(Stored items)
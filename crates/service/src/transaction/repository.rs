use async_trait::async_trait;
use models::transaction::NewTransaction;
use uuid::Uuid;

use super::domain::{TransactionChanges, TransactionView};
use crate::errors::ServiceError;
use crate::populate::UserContact;

/// Persistence for transactions. Reads return rows with `user` and `product` populated.
#[async_trait]
pub trait TransactionRepository: Send + Sync {
    /// Newest first.
    async fn list(&self) -> Result<Vec<TransactionView>, ServiceError>;
    async fn get(&self, id: Uuid) -> Result<Option<TransactionView>, ServiceError>;
    async fn user_contact(&self, user_id: Uuid) -> Result<Option<UserContact>, ServiceError>;
    async fn insert(&self, input: NewTransaction) -> Result<TransactionView, ServiceError>;
    async fn update(&self, id: Uuid, changes: TransactionChanges) -> Result<Option<TransactionView>, ServiceError>;
    /// Delete the transaction and its comments. Returns the number of comments removed.
    async fn delete_cascade(&self, id: Uuid) -> Result<u64, ServiceError>;
}

/// In-memory repository for tests.
pub mod mock {
    use super::*;
    use crate::populate::{ordered_cards, ProductCard, UserRef};
    use chrono::{DateTime, FixedOffset, Utc};
    use models::enums::Status;
    use models::product::{ProductImage, ProductImages};
    use std::collections::HashMap;
    use std::sync::Mutex;

    #[derive(Clone)]
    struct Row {
        id: Uuid,
        user_id: Uuid,
        product_ids: Vec<Uuid>,
        status: Status,
        date: DateTime<FixedOffset>,
        created_at: DateTime<FixedOffset>,
        updated_at: DateTime<FixedOffset>,
    }

    #[derive(Default)]
    pub struct MockTransactionRepository {
        rows: Mutex<Vec<Row>>,
        users: Mutex<HashMap<Uuid, UserContact>>,
        products: Mutex<HashMap<Uuid, ProductCard>>,
        // comment id -> transaction id
        comments: Mutex<HashMap<Uuid, Uuid>>,
    }

    impl MockTransactionRepository {
        pub fn add_user(&self, name: &str, email: &str) -> Uuid {
            let id = Uuid::new_v4();
            self.users
                .lock()
                .unwrap()
                .insert(id, UserContact { id, name: name.to_string(), email: email.to_string() });
            id
        }

        pub fn add_product(&self, name: &str) -> Uuid {
            let id = Uuid::new_v4();
            let image = ProductImages(vec![ProductImage {
                public_id: format!("img-{}", id),
                url: format!("https://cdn.example.com/{}.png", id),
                originalname: format!("{}.png", name),
            }]);
            self.products
                .lock()
                .unwrap()
                .insert(id, ProductCard { id, product_name: name.to_string(), image });
            id
        }

        pub fn add_comment(&self, transaction_id: Uuid) {
            self.comments.lock().unwrap().insert(Uuid::new_v4(), transaction_id);
        }

        pub fn comment_count(&self) -> usize {
            self.comments.lock().unwrap().len()
        }

        fn view(&self, row: &Row) -> TransactionView {
            let user = self
                .users
                .lock()
                .unwrap()
                .get(&row.user_id)
                .map(|u| UserRef { id: u.id, name: u.name.clone() });
            let product = ordered_cards(&row.product_ids, &self.products.lock().unwrap());
            TransactionView {
                id: row.id,
                user,
                product,
                status: row.status,
                date: row.date,
                created_at: row.created_at,
                updated_at: row.updated_at,
            }
        }
    }

    #[async_trait]
    impl TransactionRepository for MockTransactionRepository {
        async fn list(&self) -> Result<Vec<TransactionView>, ServiceError> {
            let rows = self.rows.lock().unwrap().clone();
            Ok(rows.iter().rev().map(|r| self.view(r)).collect())
        }

        async fn get(&self, id: Uuid) -> Result<Option<TransactionView>, ServiceError> {
            let row = self.rows.lock().unwrap().iter().find(|r| r.id == id).cloned();
            Ok(row.map(|r| self.view(&r)))
        }

        async fn user_contact(&self, user_id: Uuid) -> Result<Option<UserContact>, ServiceError> {
            Ok(self.users.lock().unwrap().get(&user_id).cloned())
        }

        async fn insert(&self, input: NewTransaction) -> Result<TransactionView, ServiceError> {
            let now = Utc::now().fixed_offset();
            let row = Row {
                id: Uuid::new_v4(),
                user_id: input.user_id,
                product_ids: input.product_ids,
                status: Status::Pending,
                date: input.date,
                created_at: now,
                updated_at: now,
            };
            self.rows.lock().unwrap().push(row.clone());
            Ok(self.view(&row))
        }

        async fn update(&self, id: Uuid, changes: TransactionChanges) -> Result<Option<TransactionView>, ServiceError> {
            let updated = {
                let mut rows = self.rows.lock().unwrap();
                let Some(row) = rows.iter_mut().find(|r| r.id == id) else {
                    return Ok(None);
                };
                if let Some(v) = changes.user_id { row.user_id = v; }
                if let Some(v) = changes.product_ids { row.product_ids = v; }
                if let Some(v) = changes.status { row.status = v; }
                if let Some(v) = changes.date { row.date = v; }
                row.updated_at = Utc::now().fixed_offset();
                row.clone()
            };
            Ok(Some(self.view(&updated)))
        }

        async fn delete_cascade(&self, id: Uuid) -> Result<u64, ServiceError> {
            self.rows.lock().unwrap().retain(|r| r.id != id);
            let mut comments = self.comments.lock().unwrap();
            let before = comments.len();
            comments.retain(|_, tx| *tx != id);
            Ok((before - comments.len()) as u64)
        }
    }
}
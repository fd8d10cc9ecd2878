#![cfg(test)]
use configs::DatabaseConfig;
use migration::MigratorTrait;
use models::db::{connect_with_config, DATABASE_URL};
use sea_orm::DatabaseConnection;
use tokio::sync::OnceCell;

// Ensure migrations run only once across the entire test process
static MIGRATED: OnceCell<()> = OnceCell::const_new();

fn test_config() -> DatabaseConfig {
    DatabaseConfig {
        url: DATABASE_URL.clone(),
        max_connections: 20,
        min_connections: 1,
        acquire_timeout_secs: 10,
        ..Default::default()
    }
}

pub async fn get_db() -> Result<DatabaseConnection, anyhow::Error> {
    MIGRATED
        .get_or_try_init(|| async {
            let db = connect_with_config(&test_config()).await?;
            migration::Migrator::up(&db, None).await?;
            Ok::<(), anyhow::Error>(())
        })
        .await?;

    // Fresh connection for the current test's runtime
    connect_with_config(&test_config()).await
}

/// Insert a throwaway user and return its id.
pub async fn seed_user(db: &DatabaseConnection, name: &str) -> Result<uuid::Uuid, anyhow::Error> {
    let email = format!("{}_{}@example.com", name.to_lowercase(), uuid::Uuid::new_v4());
    let user = models::user::create(db, name, &email, models::enums::Role::Customer, "x".into()).await?;
    Ok(user.id)
}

• [AIM OF THE EXERCISE]
Take the entries above and copy them exactly from the first line through the line with "Uuid) -> Result<Option<TransactionView>, ServiceError>;"; leave out every line after it.

• [RESULT OF THIS TASK]
filename crates/service/src/transaction/repository.rs
use async_trait::async_trait;
use models::transaction::NewTransaction;
use uuid::Uuid;

use super::domain::{TransactionChanges, TransactionView};
use crate::errors::ServiceError;
use crate::populate::UserContact;

/// Persistence for transactions. Reads return rows with `user` and `product` populated.
#[async_trait]
pub trait TransactionRepository: Send + Sync {
    /// Newest first.
    async fn list(&self) -> Result<Vec<TransactionView>, ServiceError>;
    async fn get(&self, id: Uuid) -> Result<Option<TransactionView>, ServiceError>;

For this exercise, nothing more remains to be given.